▶ **EXERCISE REQUIREMENTS**
Please tally how many lines of the material below include the word "width", giving only the number.

▶ **SOURCE MATERIAL**
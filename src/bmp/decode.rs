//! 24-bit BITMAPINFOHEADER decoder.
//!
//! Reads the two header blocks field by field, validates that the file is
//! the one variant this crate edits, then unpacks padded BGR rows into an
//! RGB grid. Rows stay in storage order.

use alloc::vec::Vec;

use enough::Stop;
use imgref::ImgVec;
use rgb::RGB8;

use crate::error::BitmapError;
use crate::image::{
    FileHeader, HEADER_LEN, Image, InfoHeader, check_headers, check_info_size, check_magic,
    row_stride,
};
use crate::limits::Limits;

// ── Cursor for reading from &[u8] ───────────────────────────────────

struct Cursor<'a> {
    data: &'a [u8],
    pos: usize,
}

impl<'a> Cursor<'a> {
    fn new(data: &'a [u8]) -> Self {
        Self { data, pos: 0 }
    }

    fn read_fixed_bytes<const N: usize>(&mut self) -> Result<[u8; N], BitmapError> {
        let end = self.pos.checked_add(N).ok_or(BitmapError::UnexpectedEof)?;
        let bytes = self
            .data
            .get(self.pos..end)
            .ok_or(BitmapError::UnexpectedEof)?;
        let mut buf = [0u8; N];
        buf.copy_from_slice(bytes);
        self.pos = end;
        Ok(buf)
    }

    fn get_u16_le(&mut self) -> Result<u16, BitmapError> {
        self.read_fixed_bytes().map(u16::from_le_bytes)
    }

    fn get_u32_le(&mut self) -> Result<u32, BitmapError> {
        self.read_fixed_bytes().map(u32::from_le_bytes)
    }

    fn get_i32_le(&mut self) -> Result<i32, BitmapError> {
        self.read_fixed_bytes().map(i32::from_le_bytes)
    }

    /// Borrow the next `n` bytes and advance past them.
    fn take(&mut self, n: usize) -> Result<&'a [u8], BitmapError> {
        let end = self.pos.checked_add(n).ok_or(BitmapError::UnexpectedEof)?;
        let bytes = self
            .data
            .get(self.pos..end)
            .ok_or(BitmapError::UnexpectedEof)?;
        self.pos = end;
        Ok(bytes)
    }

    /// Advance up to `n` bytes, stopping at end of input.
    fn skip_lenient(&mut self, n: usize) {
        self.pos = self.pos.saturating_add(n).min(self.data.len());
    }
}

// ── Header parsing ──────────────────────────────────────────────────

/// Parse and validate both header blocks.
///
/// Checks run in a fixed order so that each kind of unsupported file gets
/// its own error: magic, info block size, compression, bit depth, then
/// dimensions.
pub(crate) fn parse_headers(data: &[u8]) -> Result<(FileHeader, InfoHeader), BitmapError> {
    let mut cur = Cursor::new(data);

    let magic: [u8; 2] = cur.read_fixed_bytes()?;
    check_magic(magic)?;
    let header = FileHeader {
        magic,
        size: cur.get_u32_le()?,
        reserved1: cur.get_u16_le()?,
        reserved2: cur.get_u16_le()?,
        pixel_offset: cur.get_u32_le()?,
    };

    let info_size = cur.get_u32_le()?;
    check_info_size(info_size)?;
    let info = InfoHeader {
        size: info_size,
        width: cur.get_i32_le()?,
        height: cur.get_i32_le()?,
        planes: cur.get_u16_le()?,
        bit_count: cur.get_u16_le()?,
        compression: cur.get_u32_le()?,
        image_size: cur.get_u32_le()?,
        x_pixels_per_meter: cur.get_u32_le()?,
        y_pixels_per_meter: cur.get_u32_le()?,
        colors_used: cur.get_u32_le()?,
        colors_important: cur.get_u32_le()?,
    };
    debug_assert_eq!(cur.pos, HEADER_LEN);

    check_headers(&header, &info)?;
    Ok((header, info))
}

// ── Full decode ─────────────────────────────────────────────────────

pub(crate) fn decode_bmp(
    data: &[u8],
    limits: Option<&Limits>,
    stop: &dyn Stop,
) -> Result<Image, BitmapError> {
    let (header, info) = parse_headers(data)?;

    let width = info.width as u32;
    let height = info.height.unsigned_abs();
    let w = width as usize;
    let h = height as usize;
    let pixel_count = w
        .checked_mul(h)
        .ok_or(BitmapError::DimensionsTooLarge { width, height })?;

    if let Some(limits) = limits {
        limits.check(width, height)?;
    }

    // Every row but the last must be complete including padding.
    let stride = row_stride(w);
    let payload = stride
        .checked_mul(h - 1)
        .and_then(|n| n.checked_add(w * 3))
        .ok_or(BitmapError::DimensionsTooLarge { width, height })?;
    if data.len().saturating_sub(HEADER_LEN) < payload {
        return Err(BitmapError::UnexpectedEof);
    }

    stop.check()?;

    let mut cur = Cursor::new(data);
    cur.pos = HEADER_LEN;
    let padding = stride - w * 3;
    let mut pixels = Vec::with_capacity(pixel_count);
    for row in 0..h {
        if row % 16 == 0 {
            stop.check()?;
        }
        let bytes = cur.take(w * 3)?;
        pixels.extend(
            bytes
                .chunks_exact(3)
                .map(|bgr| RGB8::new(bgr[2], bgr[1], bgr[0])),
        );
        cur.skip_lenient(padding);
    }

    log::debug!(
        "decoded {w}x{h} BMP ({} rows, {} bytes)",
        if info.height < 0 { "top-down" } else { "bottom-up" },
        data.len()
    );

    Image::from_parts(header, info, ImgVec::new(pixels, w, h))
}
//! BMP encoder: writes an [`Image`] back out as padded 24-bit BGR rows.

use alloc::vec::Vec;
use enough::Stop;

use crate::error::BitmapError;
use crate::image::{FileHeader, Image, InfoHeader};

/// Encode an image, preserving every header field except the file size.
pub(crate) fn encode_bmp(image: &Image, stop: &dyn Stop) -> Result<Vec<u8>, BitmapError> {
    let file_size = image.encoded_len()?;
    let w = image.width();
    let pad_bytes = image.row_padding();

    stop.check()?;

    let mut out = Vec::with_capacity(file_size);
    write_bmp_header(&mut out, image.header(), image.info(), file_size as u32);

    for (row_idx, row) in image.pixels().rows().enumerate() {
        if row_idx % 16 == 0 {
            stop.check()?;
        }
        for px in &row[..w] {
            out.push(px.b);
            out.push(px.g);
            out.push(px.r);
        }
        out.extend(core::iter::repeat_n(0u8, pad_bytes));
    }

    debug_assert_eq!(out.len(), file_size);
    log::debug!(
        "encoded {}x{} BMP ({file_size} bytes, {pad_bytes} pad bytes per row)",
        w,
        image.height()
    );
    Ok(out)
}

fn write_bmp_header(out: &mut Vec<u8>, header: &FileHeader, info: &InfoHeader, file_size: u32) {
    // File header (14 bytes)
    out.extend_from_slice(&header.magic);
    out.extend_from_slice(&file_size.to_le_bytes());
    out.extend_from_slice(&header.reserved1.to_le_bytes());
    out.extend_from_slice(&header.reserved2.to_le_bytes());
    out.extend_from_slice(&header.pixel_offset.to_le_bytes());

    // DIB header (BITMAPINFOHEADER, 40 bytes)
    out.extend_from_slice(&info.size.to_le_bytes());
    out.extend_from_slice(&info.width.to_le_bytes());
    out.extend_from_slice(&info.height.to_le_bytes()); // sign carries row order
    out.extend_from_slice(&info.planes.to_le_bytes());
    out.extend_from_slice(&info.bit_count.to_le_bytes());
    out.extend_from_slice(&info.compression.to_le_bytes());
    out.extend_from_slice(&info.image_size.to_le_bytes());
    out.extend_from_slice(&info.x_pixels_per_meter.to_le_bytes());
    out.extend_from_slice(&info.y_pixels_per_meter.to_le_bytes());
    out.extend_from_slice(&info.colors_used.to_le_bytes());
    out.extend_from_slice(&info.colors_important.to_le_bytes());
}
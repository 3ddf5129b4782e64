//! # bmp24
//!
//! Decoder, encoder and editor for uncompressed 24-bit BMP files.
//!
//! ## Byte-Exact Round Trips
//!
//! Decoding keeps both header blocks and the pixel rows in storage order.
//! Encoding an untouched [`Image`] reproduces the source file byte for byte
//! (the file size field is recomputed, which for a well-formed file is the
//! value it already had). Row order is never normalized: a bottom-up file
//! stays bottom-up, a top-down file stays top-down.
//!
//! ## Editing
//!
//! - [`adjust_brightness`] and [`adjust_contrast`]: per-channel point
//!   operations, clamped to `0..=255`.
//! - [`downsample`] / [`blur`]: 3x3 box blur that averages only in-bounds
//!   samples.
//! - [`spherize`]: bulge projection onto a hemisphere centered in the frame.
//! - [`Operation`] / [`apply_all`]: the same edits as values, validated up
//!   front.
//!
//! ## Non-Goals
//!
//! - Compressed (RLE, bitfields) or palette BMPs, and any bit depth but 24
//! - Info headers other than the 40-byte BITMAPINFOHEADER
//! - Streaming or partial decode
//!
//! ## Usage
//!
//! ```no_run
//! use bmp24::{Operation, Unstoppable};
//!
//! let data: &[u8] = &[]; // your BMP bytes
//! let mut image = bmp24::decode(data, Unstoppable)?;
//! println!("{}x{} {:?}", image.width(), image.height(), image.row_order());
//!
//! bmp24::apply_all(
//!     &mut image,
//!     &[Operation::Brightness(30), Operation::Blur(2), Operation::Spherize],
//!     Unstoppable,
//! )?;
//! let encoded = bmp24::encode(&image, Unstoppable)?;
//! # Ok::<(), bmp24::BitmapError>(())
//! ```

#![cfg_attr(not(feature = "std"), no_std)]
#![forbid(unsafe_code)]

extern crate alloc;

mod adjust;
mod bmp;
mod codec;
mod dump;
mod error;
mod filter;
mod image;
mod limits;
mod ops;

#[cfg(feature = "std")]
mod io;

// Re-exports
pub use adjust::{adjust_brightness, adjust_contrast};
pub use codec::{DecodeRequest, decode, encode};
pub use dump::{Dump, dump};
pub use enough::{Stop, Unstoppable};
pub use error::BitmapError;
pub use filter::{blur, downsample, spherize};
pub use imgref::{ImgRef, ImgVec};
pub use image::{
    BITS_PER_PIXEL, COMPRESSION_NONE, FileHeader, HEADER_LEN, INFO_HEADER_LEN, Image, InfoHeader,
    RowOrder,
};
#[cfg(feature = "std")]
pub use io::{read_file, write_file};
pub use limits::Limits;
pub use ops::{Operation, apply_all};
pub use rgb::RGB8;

▶ **YOUR SOLUTION**
9